В первом – в сельском обществе – идет политическая борьба за власть и ресурсы, в которую вплетаются сословные и религиозные сюжеты, конфликты юрисдикций, поколений и семейных групп.
Второе пространство сформировано борьбой постсоветской местной и региональной элиты с локальными сельскими и городскими буржуазными революциями. Ради реставрации и поддержания советского мафиозного порядка правоохранительные органы криминализовали и выдавили «за красную черту» и сторонников реституции – возвращения родовых земель, – и сторонников паевой приватизации, будь то исламские активисты или светские общественные деятели.
Третий тип фазовых пространств – институционализация различных миграционных стратегий. Две из них – «домашний терроризм» и ИГИЛ (деятельность запрещена на территории РФ).
В один ряд эти три пространства можно поставить в контексте миграционных теорий – вроде миграционной теории Иммануила Валлерстайна, где глобализация рассматривается как причина мобилизации крестьянского населения в бывших колониях. Или теории сегментированного рынка труда: одни выходцы из дагестанских сел работают на стройках, рынках или в нефтедобыче, а другие – уходят в партизаны или уезжают воевать в Сирию. Исламское государство является одной из миграционных стратегий суннитов из Северной Африки, с Ближнего Востока, из Средней Азии и с Северного Кавказа и из Поволжья. Его национальный состав почти повторяет национальный состав трудовых мигрантов в Россию и Европу.
Отдельное пространство сельского общества существует, потому что оно не растворилось в государственных институтах и сохранило самоуправление.
Низам против модерна
Это самоуправление, которое в Дагестане называют джамаат, берет на себя санкционирование насилия и собственности, а значит, и поддержания неравенства.
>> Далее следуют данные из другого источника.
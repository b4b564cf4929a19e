//! Repository for the `events` table.

use modular_core::types::Timestamp;
use sqlx::sqlite::SqliteArguments;
use sqlx::{Sqlite, SqlitePool};

use crate::models::event::{EventQuery, EventRow, PurgeCriteria};

// ---------------------------------------------------------------------------
// Column lists
// ---------------------------------------------------------------------------

/// Column list for `events` SELECT queries.
const COLUMNS: &str = "\
    id, event_type, timestamp, source_module, source_version, priority, \
    correlation_id, causation_id, idempotency_key, data, processed";

/// Page size when the caller does not ask for one.
pub const DEFAULT_LIMIT: i64 = 100;

/// Upper bound on a single page.
pub const MAX_LIMIT: i64 = 1000;

// ---------------------------------------------------------------------------
// EventRepo
// ---------------------------------------------------------------------------

/// Provides read/write operations for stored events.
pub struct EventRepo;

impl EventRepo {
    /// Insert an event, or overwrite the existing row with the same id.
    ///
    /// The `processed` flag of an existing row is left untouched so a replay
    /// never resurrects an already dispatched event as pending.
    pub async fn upsert(pool: &SqlitePool, row: &EventRow) -> Result<(), sqlx::Error> {
        sqlx::query(
            "INSERT INTO events \
                (id, event_type, timestamp, source_module, source_version, priority, \
                 correlation_id, causation_id, idempotency_key, data, processed) \
             VALUES (?, ?, ?, ?, ?, ?, ?, ?, ?, ?, ?) \
             ON CONFLICT(id) DO UPDATE SET \
                event_type = excluded.event_type, \
                timestamp = excluded.timestamp, \
                source_module = excluded.source_module, \
                source_version = excluded.source_version, \
                priority = excluded.priority, \
                correlation_id = excluded.correlation_id, \
                causation_id = excluded.causation_id, \
                idempotency_key = excluded.idempotency_key, \
                data = excluded.data",
        )
        .bind(&row.id)
        .bind(&row.event_type)
        .bind(row.timestamp)
        .bind(&row.source_module)
        .bind(&row.source_version)
        .bind(&row.priority)
        .bind(&row.correlation_id)
        .bind(&row.causation_id)
        .bind(&row.idempotency_key)
        .bind(&row.data)
        .bind(row.processed)
        .execute(pool)
        .await?;
        Ok(())
    }

    /// Set the processed flag. Returns `false` when no row has this id.
    pub async fn mark_processed(pool: &SqlitePool, id: &str) -> Result<bool, sqlx::Error> {
        let result = sqlx::query("UPDATE events SET processed = 1 WHERE id = ?")
            .bind(id)
            .execute(pool)
            .await?;
        Ok(result.rows_affected() > 0)
    }

    /// Find a single event by id.
    pub async fn find_by_id(pool: &SqlitePool, id: &str) -> Result<Option<EventRow>, sqlx::Error> {
        let query = format!("SELECT {COLUMNS} FROM events WHERE id = ?");
        sqlx::query_as::<_, EventRow>(&query)
            .bind(id)
            .fetch_optional(pool)
            .await
    }

    /// List events matching the filter, newest first.
    pub async fn query(pool: &SqlitePool, params: &EventQuery) -> Result<Vec<EventRow>, sqlx::Error> {
        let limit = clamp_limit(params.limit);
        let offset = clamp_offset(params.offset);

        let (where_clause, bind_values) = build_event_filter(params);
        let query = format!(
            "SELECT {COLUMNS} FROM events {where_clause} \
             ORDER BY timestamp DESC, rowid DESC \
             LIMIT ? OFFSET ?"
        );

        let q = bind_values_as(sqlx::query_as::<_, EventRow>(&query), &bind_values);
        q.bind(limit).bind(offset).fetch_all(pool).await
    }

    /// Count events matching the filter, ignoring pagination.
    pub async fn count(pool: &SqlitePool, params: &EventQuery) -> Result<i64, sqlx::Error> {
        let (where_clause, bind_values) = build_event_filter(params);
        let query = format!("SELECT COUNT(*) FROM events {where_clause}");

        let q = bind_values_scalar(sqlx::query_scalar::<_, i64>(&query), &bind_values);
        q.fetch_one(pool).await
    }

    /// Total number of stored events.
    pub async fn count_all(pool: &SqlitePool) -> Result<i64, sqlx::Error> {
        sqlx::query_scalar("SELECT COUNT(*) FROM events")
            .fetch_one(pool)
            .await
    }

    /// Event counts grouped by type.
    pub async fn count_by_type(pool: &SqlitePool) -> Result<Vec<(String, i64)>, sqlx::Error> {
        sqlx::query_as("SELECT event_type, COUNT(*) FROM events GROUP BY event_type")
            .fetch_all(pool)
            .await
    }

    /// Event counts grouped by processed flag.
    pub async fn count_by_processed(pool: &SqlitePool) -> Result<Vec<(bool, i64)>, sqlx::Error> {
        sqlx::query_as("SELECT processed, COUNT(*) FROM events GROUP BY processed")
            .fetch_all(pool)
            .await
    }

    /// Event counts grouped by priority.
    pub async fn count_by_priority(pool: &SqlitePool) -> Result<Vec<(String, i64)>, sqlx::Error> {
        sqlx::query_as("SELECT priority, COUNT(*) FROM events GROUP BY priority")
            .fetch_all(pool)
            .await
    }

    /// Delete events matching the criteria, returning how many were removed.
    pub async fn purge(pool: &SqlitePool, criteria: &PurgeCriteria) -> Result<u64, sqlx::Error> {
        let mut conditions: Vec<String> = Vec::new();
        let mut bind_values: Vec<BindValue> = Vec::new();

        if let Some(older_than) = criteria.older_than {
            conditions.push("timestamp < ?".to_string());
            bind_values.push(BindValue::Timestamp(older_than));
        }

        if !criteria.event_types.is_empty() {
            conditions.push(in_list("event_type", criteria.event_types.len()));
            bind_values.extend(criteria.event_types.iter().cloned().map(BindValue::Text));
        }

        if criteria.processed_only {
            conditions.push("processed = 1".to_string());
        }

        let query = format!("DELETE FROM events {}", where_clause(&conditions));
        let result = bind_values_query(sqlx::query(&query), &bind_values)
            .execute(pool)
            .await?;
        Ok(result.rows_affected())
    }
}

// ---------------------------------------------------------------------------
// Helpers
// ---------------------------------------------------------------------------

/// Clamp a requested page size into `1..=MAX_LIMIT`.
pub fn clamp_limit(limit: Option<i64>) -> i64 {
    limit.unwrap_or(DEFAULT_LIMIT).clamp(1, MAX_LIMIT)
}

/// Clamp a requested offset to be non-negative.
pub fn clamp_offset(offset: Option<i64>) -> i64 {
    offset.unwrap_or(0).max(0)
}

/// A typed bind value for dynamically built queries.
enum BindValue {
    Text(String),
    Timestamp(Timestamp),
    Bool(bool),
}

fn in_list(column: &str, len: usize) -> String {
    let placeholders = vec!["?"; len].join(", ");
    format!("{column} IN ({placeholders})")
}

fn where_clause(conditions: &[String]) -> String {
    if conditions.is_empty() {
        String::new()
    } else {
        format!("WHERE {}", conditions.join(" AND "))
    }
}

/// Build a WHERE clause and matching bind values from the filter.
fn build_event_filter(params: &EventQuery) -> (String, Vec<BindValue>) {
    let mut conditions: Vec<String> = Vec::new();
    let mut bind_values: Vec<BindValue> = Vec::new();

    if !params.event_types.is_empty() {
        conditions.push(in_list("event_type", params.event_types.len()));
        bind_values.extend(params.event_types.iter().cloned().map(BindValue::Text));
    }

    if let Some(ref source_module) = params.source_module {
        conditions.push("source_module = ?".to_string());
        bind_values.push(BindValue::Text(source_module.clone()));
    }

    if let Some(ref correlation_id) = params.correlation_id {
        conditions.push("correlation_id = ?".to_string());
        bind_values.push(BindValue::Text(correlation_id.clone()));
    }

    if let Some(start) = params.start_time {
        conditions.push("timestamp >= ?".to_string());
        bind_values.push(BindValue::Timestamp(start));
    }

    if let Some(end) = params.end_time {
        conditions.push("timestamp <= ?".to_string());
        bind_values.push(BindValue::Timestamp(end));
    }

    if let Some(processed) = params.processed {
        conditions.push("processed = ?".to_string());
        bind_values.push(BindValue::Bool(processed));
    }

    (where_clause(&conditions), bind_values)
}

/// Bind a slice of `BindValue` to a sqlx `QueryAs`.
fn bind_values_as<'q, O>(
    mut q: sqlx::query::QueryAs<'q, Sqlite, O, SqliteArguments<'q>>,
    bind_values: &'q [BindValue],
) -> sqlx::query::QueryAs<'q, Sqlite, O, SqliteArguments<'q>> {
    for val in bind_values {
        match val {
            BindValue::Text(v) => q = q.bind(v.as_str()),
            BindValue::Timestamp(v) => q = q.bind(*v),
            BindValue::Bool(v) => q = q.bind(*v),
        }
    }
    q
}

/// Bind a slice of `BindValue` to a sqlx `QueryScalar`.
fn bind_values_scalar<'q>(
    mut q: sqlx::query::QueryScalar<'q, Sqlite, i64, SqliteArguments<'q>>,
    bind_values: &'q [BindValue],
) -> sqlx::query::QueryScalar<'q, Sqlite, i64, SqliteArguments<'q>> {
    for val in bind_values {
        match val {
            BindValue::Text(v) => q = q.bind(v.as_str()),
            BindValue::Timestamp(v) => q = q.bind(*v),
            BindValue::Bool(v) => q = q.bind(*v),
        }
    }
    q
}

/// Bind a slice of `BindValue` to a plain sqlx `Query`.
fn bind_values_query<'q>(
    mut q: sqlx::query::Query<'q, Sqlite, SqliteArguments<'q>>,
    bind_values: &'q [BindValue],
) -> sqlx::query::Query<'q, Sqlite, SqliteArguments<'q>> {
    for val in bind_values {
        match val {
            BindValue::Text(v) => q = q.bind(v.as_str()),
            BindValue::Timestamp(v) => q = q.bind(*v),
            BindValue::Bool(v) => q = q.bind(*v),
        }
    }
    q
}

#[cfg(test)]
mod tests {
    use super::*;

    #[test]
    fn limit_is_defaulted_and_clamped() {
        assert_eq!(clamp_limit(None), DEFAULT_LIMIT);
        assert_eq!(clamp_limit(Some(0)), 1);
        assert_eq!(clamp_limit(Some(50_000)), MAX_LIMIT);
        assert_eq!(clamp_offset(Some(-3)), 0);
    }

    #[test]
    fn filter_builds_in_list_for_types() {
        let params = EventQuery {
            event_types: vec!["USER_CREATED".into(), "USER_DELETED".into()],
            processed: Some(false),
            ..EventQuery::default()
        };
        let (clause, values) = build_event_filter(&params);
        assert_eq!(clause, "WHERE event_type IN (?, ?) AND processed = ?");
        assert_eq!(values.len(), 3);
    }

    #[test]
    fn empty_filter_has_no_where_clause() {
        let (clause, values) = build_event_filter(&EventQuery::default());
        assert!(clause.is_empty());
        assert!(values.is_empty());
    }
}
Для этого используются не адаты (обычное право) и шариат, а другой неформальный свод правил, иногда называемый низам – «порядок» по-арабски. Низам определяет, кто может взять слово на собрании, а кому лучше промолчать, кто может быть избран главой администрации, поставлен имамом или председателем джамаата, а кто – нет. Если переводить понятие «низам» на язык теории игр – это инструмент регулирования вероятности применения насилия в олигополической игре за господство на политическом рынке. Ближайший аналог низама – «понятия» в криминальном мире, но они не имеют родовой инфраструктуры и преемственности коллективных репутаций между поколениями. Система правил, аналогичная низаму, – обязательный признак самоуправления.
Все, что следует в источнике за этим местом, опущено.